A training program should spend more time on learning fine control aspects of the prosthetic hand during rehabilitation. Moreover, training should start with the indirect grasping task that has the best performance, which is probably due to the higher amount of useful information available from the sound hand.
训练可以提高上肢假肢的功能使用,但人们对如何学习使用假肢知之甚少。本研究旨在描述在实践过程中使用上肢肌电假肢时性能的变化。
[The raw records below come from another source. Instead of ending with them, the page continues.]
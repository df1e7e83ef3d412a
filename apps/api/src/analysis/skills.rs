//! Keyword-based skill extraction from resume text.

const SKILL_KEYWORDS: &[&str] = &[
    "python", "java", "javascript", "typescript", "rust", "go", "c++", "c#",
    "react", "angular", "vue", "node.js", "html", "css", "bootstrap", "tailwind",
    "sql", "mysql", "postgresql", "mongodb", "redis", "elasticsearch",
    "docker", "kubernetes", "terraform", "aws", "azure", "gcp",
    "flask", "django", "spring", "laravel", "rails",
    "git", "github", "gitlab", "jenkins", "ci/cd", "agile", "scrum",
    "rest", "api", "graphql", "grpc", "kafka", "rabbitmq",
    "machine learning", "data science", "pandas", "numpy", "tensorflow",
    "pytorch", "power bi", "tableau", "excel",
];

const MAX_SKILLS: usize = 10;

/// Scans the resume text for known skill keywords, preserving the keyword
/// list's order (roughly most-common-first), capped at ten entries.
pub fn extract_skills(text: &str) -> Vec<String> {
    let lower = text.to_lowercase();
    SKILL_KEYWORDS
        .iter()
        .filter(|skill| lower.contains(*skill))
        .take(MAX_SKILLS)
        .map(|skill| title_case(skill))
        .collect()
}

fn title_case(s: &str) -> String {
    s.split(' ')
        .map(|word| {
            let mut chars = word.chars();
            match chars.next() {
                Some(first) => first.to_uppercase().collect::<String>() + chars.as_str(),
                None => String::new(),
            }
        })
        .collect::<Vec<_>>()
        .join(" ")
}
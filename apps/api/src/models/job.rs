use serde::{Deserialize, Serialize};

/// Read-only description of the position a candidate is scored against.
/// Supplied alongside the candidate record; never mutated by this service.
#[derive(Debug, Clone, Serialize, Deserialize)]
pub struct JobDescriptor {
    pub title: String,
    pub description: String,
    pub requirements: String,
}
研究结果为开发基于证据的训练计划提供了基础。
31 名健康参与者参加了一项实验,以及 31 名年龄和性别匹配的对照者。实验条件下的参与者随机分为四组,在两周内进行五次肌电模拟器练习。组 1 练习直接抓握,组 2 练习间接抓握,组 3 练习固定,组 4 练习三者的组合。在预测试、后测试和两次保留测试中评估南安普顿手评估程序 (SHAP)。对照组参与者在两次测试之间没有练习的情况下,每隔两周进行两次 SHAP 测试。在抓握任务中使用了可压缩物体。研究了末端运动学、关节角度和抓握力控制的变化,后者通过物体压缩的幅度来测量。
实验组在 SHAP 上的表现比对照组有明显提高。有趣的是,固定组在 SHAP 上的表现与其他训练组相当。假肢整体位置的改善在三次练习后趋于平稳,而控制握力则需要更多的时间。开始时,间接抓握组的物体压缩最小,且随着时间的推移没有变化,而直接抓握组和组合组的压缩随着时间的推移而减少。此外,间接抓握组的抓握时间最短,且不受物体硬度的影响,而对于其他两组,抓握时间随着物体硬度的增加而减少。
康复过程中,训练计划应花费更多时间学习假肢精细控制方面。此外,训练应从间接抓握任务开始,因为该任务的表现最好,这可能是由于从健全的手获得的有用信息量较高。